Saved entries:
# # #
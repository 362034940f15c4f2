//! Applier: replay a changeset against a remote store.
//!
//! ## Phase order
//!
//! 1. `MKDIR`  every directory in `directories`
//! 2. `ADD`    every path in `add`
//! 3. `UPDATE` every path in `update`
//! 4. `DELETE` every path in `delete`
//! 5. `AFTER`  every path in `after` (the bookkeeping snapshot)
//!
//! Each step logs `[<total>/<index>] <PHASE> <path>` with a 1-based index.
//! The first failing step aborts the run. Nothing is rolled back, and the
//! bookkeeping file is never uploaded after a failure, so the next diff
//! still starts from the last fully deployed snapshot.

use std::fmt;
use std::fs;
use std::path::Path;

use sitepush_core::Changeset;

use crate::error::SyncError;
use crate::remote::{RemoteError, RemoteStore};

// ---------------------------------------------------------------------------
// Phase
// ---------------------------------------------------------------------------

/// One of the five replay phases.
#[derive(Debug, Clone, Copy, PartialEq, Eq, Hash)]
pub enum Phase {
    MakeDir,
    Add,
    Update,
    Delete,
    After,
}

impl Phase {
    /// Upper-case label used in progress lines and errors.
    pub fn label(self) -> &'static str {
        match self {
            Phase::MakeDir => "MKDIR",
            Phase::Add => "ADD",
            Phase::Update => "UPDATE",
            Phase::Delete => "DELETE",
            Phase::After => "AFTER",
        }
    }
}

impl fmt::Display for Phase {
    fn fmt(&self, f: &mut fmt::Formatter<'_>) -> fmt::Result {
        f.pad(self.label())
    }
}

// ---------------------------------------------------------------------------
// Report
// ---------------------------------------------------------------------------

/// A step that completed.
#[derive(Debug, Clone, PartialEq, Eq)]
pub struct AppliedStep {
    pub phase: Phase,
    pub path: String,
}

/// Outcome of a successful replay.
#[derive(Debug, Clone, Default, PartialEq, Eq)]
pub struct ApplyReport {
    /// Steps the changeset declared.
    pub total: usize,
    /// Completed steps in execution order.
    pub steps: Vec<AppliedStep>,
}

impl ApplyReport {
    /// Completed steps of one phase.
    pub fn count(&self, phase: Phase) -> usize {
        self.steps.iter().filter(|s| s.phase == phase).count()
    }
}

// ---------------------------------------------------------------------------
// apply_changeset
// ---------------------------------------------------------------------------

/// Replay `changeset` against `store`.
///
/// `source_dir` is the local tree uploaded bytes are read from; changeset
/// paths are joined onto it verbatim. `remote_root` is entered before the
/// first step and is where directory creation returns to, so every
/// changeset path resolves relative to it.
pub fn apply_changeset<S>(
    changeset: &Changeset,
    source_dir: &Path,
    remote_root: &str,
    store: &mut S,
) -> Result<ApplyReport, SyncError>
where
    S: RemoteStore + ?Sized,
{
    let mut report = ApplyReport {
        total: changeset.step_count(),
        steps: Vec::with_capacity(changeset.step_count()),
    };
    tracing::info!("[{}/0]", report.total);

    store
        .change_dir(remote_root)
        .map_err(|source| SyncError::RemoteRoot {
            path: remote_root.to_string(),
            source,
        })?;

    for dir in &changeset.directories {
        step(&mut report, Phase::MakeDir, dir, store, |s, path| {
            s.ensure_directory(path, remote_root)
        })?;
    }

    for (phase, paths) in [
        (Phase::Add, &changeset.add),
        (Phase::Update, &changeset.update),
    ] {
        for path in paths {
            upload(&mut report, phase, path, source_dir, store)?;
        }
    }

    for path in &changeset.delete {
        step(&mut report, Phase::Delete, path, store, |s, path| s.delete(path))?;
    }

    for path in &changeset.after {
        upload(&mut report, Phase::After, path, source_dir, store)?;
    }

    Ok(report)
}

fn upload<S>(
    report: &mut ApplyReport,
    phase: Phase,
    path: &str,
    source_dir: &Path,
    store: &mut S,
) -> Result<(), SyncError>
where
    S: RemoteStore + ?Sized,
{
    announce(report, phase, path);
    let local = source_dir.join(path);
    let bytes = fs::read(&local).map_err(|source| SyncError::LocalRead {
        phase,
        path: local.clone(),
        source,
    })?;
    store.store(path, &bytes).map_err(|source| SyncError::Remote {
        phase,
        path: path.to_string(),
        source,
    })?;
    record(report, phase, path);
    Ok(())
}

fn step<S, F>(
    report: &mut ApplyReport,
    phase: Phase,
    path: &str,
    store: &mut S,
    op: F,
) -> Result<(), SyncError>
where
    S: RemoteStore + ?Sized,
    F: FnOnce(&mut S, &str) -> Result<(), RemoteError>,
{
    announce(report, phase, path);
    op(store, path).map_err(|source| SyncError::Remote {
        phase,
        path: path.to_string(),
        source,
    })?;
    record(report, phase, path);
    Ok(())
}

fn announce(report: &ApplyReport, phase: Phase, path: &str) {
    tracing::info!(
        "[{}/{}] {:<6} {}",
        report.total,
        report.steps.len() + 1,
        phase,
        path
    );
}

fn record(report: &mut ApplyReport, phase: Phase, path: &str) {
    report.steps.push(AppliedStep {
        phase,
        path: path.to_string(),
    });
}
//! FTP-backed [`RemoteStore`].

use std::io::Cursor;
use std::net::ToSocketAddrs;

use suppaftp::types::FileType;
use suppaftp::FtpStream;

use sitepush_core::config::FtpTarget;

use crate::error::SyncError;
use crate::remote::{RemoteError, RemoteStore};

/// A logged-in FTP control connection in binary transfer mode.
pub struct FtpStore {
    stream: FtpStream,
}

impl FtpStore {
    /// Dial `target` with its dial timeout and log in.
    ///
    /// The dial timeout is the only timeout applied; transfers rely on the
    /// socket defaults.
    pub fn connect(target: &FtpTarget) -> Result<Self, SyncError> {
        let address = target.address();
        tracing::debug!("connect to server {address}");

        let connect_err = |source: RemoteError| SyncError::Connect {
            address: address.clone(),
            source,
        };
        let socket = (target.host.as_str(), target.port)
            .to_socket_addrs()
            .map_err(|e| connect_err(RemoteError::Io(e)))?
            .next()
            .ok_or_else(|| connect_err(RemoteError::Resolve(address.clone())))?;

        let mut stream = FtpStream::connect_timeout(socket, target.dial_timeout)
            .map_err(|e| connect_err(e.into()))?;

        let login_err = |source: RemoteError| SyncError::Login {
            username: target.username.clone(),
            source,
        };
        stream
            .login(target.username.as_str(), target.password.as_str())
            .map_err(|e| login_err(e.into()))?;
        stream
            .transfer_type(FileType::Binary)
            .map_err(|e| login_err(e.into()))?;

        Ok(Self { stream })
    }
}

impl RemoteStore for FtpStore {
    fn change_dir(&mut self, path: &str) -> Result<(), RemoteError> {
        self.stream.cwd(path)?;
        Ok(())
    }

    fn make_dir(&mut self, path: &str) -> Result<(), RemoteError> {
        self.stream.mkdir(path)?;
        Ok(())
    }

    fn store(&mut self, path: &str, bytes: &[u8]) -> Result<(), RemoteError> {
        tracing::debug!("upload {} bytes to ftp file {path}", bytes.len());
        let mut reader = Cursor::new(bytes);
        self.stream.put_file(path, &mut reader)?;
        Ok(())
    }

    fn delete(&mut self, path: &str) -> Result<(), RemoteError> {
        self.stream.rm(path)?;
        Ok(())
    }

    fn retrieve(&mut self, path: &str) -> Result<Vec<u8>, RemoteError> {
        Ok(self.stream.retr_as_buffer(path)?.into_inner())
    }

    fn close(&mut self) -> Result<(), RemoteError> {
        self.stream.quit()?;
        Ok(())
    }
}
# # #
- **EXERCISE REQUIREMENTS**: Look through the records for the string "snapshot". Copy every line that has it.

- **RESPONSE FOR THIS EXERCISE**:
//! 5. `AFTER`  every path in `after` (the bookkeeping snapshot)
//! still starts from the last fully deployed snapshot.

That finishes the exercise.